*How to complete this task:* Write the entries out exactly, with the final line being the one containing "diffing. Snapshots that".

*Source records:*
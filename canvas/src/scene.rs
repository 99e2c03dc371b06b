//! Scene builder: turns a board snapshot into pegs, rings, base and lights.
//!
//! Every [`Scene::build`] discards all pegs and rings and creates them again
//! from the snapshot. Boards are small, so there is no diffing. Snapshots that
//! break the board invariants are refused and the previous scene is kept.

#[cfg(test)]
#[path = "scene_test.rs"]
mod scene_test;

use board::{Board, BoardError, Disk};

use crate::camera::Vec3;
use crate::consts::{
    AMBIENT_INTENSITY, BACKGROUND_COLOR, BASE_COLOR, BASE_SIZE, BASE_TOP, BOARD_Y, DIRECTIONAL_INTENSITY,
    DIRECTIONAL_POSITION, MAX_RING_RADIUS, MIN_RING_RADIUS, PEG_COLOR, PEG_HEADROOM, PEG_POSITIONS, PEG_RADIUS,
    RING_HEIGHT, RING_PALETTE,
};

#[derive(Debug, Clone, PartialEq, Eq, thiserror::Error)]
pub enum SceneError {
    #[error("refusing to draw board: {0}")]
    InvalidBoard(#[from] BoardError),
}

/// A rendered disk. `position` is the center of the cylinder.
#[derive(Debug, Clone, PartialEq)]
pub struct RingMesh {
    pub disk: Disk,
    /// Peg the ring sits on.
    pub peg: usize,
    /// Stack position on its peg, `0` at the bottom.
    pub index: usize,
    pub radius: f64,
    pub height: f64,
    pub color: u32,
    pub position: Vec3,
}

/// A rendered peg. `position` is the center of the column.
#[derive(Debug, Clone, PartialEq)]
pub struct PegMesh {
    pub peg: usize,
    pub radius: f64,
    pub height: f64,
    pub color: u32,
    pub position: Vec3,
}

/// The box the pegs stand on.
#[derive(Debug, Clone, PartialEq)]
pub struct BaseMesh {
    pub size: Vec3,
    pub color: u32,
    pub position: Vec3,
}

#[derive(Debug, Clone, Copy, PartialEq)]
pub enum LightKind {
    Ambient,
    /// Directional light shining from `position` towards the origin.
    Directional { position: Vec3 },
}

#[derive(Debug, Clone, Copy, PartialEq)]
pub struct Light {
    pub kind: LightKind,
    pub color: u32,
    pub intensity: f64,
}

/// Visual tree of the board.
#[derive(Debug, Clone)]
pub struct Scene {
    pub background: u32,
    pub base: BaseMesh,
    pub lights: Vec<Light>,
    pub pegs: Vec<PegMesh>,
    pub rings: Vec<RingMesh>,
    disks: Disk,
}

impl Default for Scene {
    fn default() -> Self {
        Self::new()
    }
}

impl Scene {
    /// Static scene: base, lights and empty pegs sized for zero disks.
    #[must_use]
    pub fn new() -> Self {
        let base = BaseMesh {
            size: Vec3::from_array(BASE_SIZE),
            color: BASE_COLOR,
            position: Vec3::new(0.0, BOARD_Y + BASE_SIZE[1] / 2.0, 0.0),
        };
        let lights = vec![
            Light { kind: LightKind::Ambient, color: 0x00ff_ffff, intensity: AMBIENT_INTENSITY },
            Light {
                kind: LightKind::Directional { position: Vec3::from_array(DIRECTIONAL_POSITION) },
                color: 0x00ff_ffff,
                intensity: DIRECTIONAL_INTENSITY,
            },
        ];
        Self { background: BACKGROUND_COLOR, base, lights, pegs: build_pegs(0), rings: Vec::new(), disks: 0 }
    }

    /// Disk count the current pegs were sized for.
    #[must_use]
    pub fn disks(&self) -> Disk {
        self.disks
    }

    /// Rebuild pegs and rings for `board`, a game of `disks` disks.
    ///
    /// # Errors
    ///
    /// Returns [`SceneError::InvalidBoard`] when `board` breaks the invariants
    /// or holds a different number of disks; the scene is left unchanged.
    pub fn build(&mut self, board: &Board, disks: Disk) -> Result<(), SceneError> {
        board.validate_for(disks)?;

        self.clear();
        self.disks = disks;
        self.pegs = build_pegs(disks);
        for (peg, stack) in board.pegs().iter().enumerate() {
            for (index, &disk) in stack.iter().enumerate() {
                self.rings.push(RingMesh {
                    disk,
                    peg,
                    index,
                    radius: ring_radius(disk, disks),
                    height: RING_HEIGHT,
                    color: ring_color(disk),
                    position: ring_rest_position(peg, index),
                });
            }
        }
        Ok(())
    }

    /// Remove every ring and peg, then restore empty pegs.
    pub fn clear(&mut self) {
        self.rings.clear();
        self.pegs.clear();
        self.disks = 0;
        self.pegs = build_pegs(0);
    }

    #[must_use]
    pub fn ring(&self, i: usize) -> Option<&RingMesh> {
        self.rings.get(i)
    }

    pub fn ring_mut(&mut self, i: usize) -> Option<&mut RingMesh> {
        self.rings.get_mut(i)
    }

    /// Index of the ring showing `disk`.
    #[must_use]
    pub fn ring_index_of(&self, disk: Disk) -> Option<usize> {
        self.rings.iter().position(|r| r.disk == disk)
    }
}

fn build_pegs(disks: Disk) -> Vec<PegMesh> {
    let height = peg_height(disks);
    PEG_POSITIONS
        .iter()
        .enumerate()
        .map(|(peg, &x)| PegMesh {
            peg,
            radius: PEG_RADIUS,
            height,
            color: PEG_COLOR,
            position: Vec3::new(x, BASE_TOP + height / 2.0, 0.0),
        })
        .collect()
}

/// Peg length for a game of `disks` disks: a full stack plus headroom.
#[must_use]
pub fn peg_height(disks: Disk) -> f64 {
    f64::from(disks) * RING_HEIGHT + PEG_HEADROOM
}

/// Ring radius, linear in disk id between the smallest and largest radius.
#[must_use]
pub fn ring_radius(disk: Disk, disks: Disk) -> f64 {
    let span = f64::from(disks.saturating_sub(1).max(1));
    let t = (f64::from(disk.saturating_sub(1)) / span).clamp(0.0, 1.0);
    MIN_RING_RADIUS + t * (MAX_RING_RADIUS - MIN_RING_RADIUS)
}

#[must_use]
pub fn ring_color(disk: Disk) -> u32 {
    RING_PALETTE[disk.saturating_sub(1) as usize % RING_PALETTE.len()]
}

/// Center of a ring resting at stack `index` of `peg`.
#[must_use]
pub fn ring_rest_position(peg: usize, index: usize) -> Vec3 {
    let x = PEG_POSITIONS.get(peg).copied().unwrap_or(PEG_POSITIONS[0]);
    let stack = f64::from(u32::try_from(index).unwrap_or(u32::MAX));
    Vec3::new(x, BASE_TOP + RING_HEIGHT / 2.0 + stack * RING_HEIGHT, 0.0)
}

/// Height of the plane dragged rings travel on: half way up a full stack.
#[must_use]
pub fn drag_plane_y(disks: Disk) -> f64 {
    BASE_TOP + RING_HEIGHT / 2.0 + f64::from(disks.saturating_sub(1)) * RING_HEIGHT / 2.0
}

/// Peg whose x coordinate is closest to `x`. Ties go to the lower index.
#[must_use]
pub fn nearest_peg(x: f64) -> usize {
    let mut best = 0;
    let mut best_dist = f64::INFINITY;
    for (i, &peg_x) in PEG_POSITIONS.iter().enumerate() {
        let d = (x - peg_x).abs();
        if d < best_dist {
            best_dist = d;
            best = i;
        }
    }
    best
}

*Task response:*
filename canvas/src/scene.rs
repository 99e2c03dc371b06b
//! Scene builder: turns a board snapshot into pegs, rings, base and lights.
//!
//! Every [`Scene::build`] discards all pegs and rings and creates them again
//! from the snapshot. Boards are small, so there is no diffing. Snapshots that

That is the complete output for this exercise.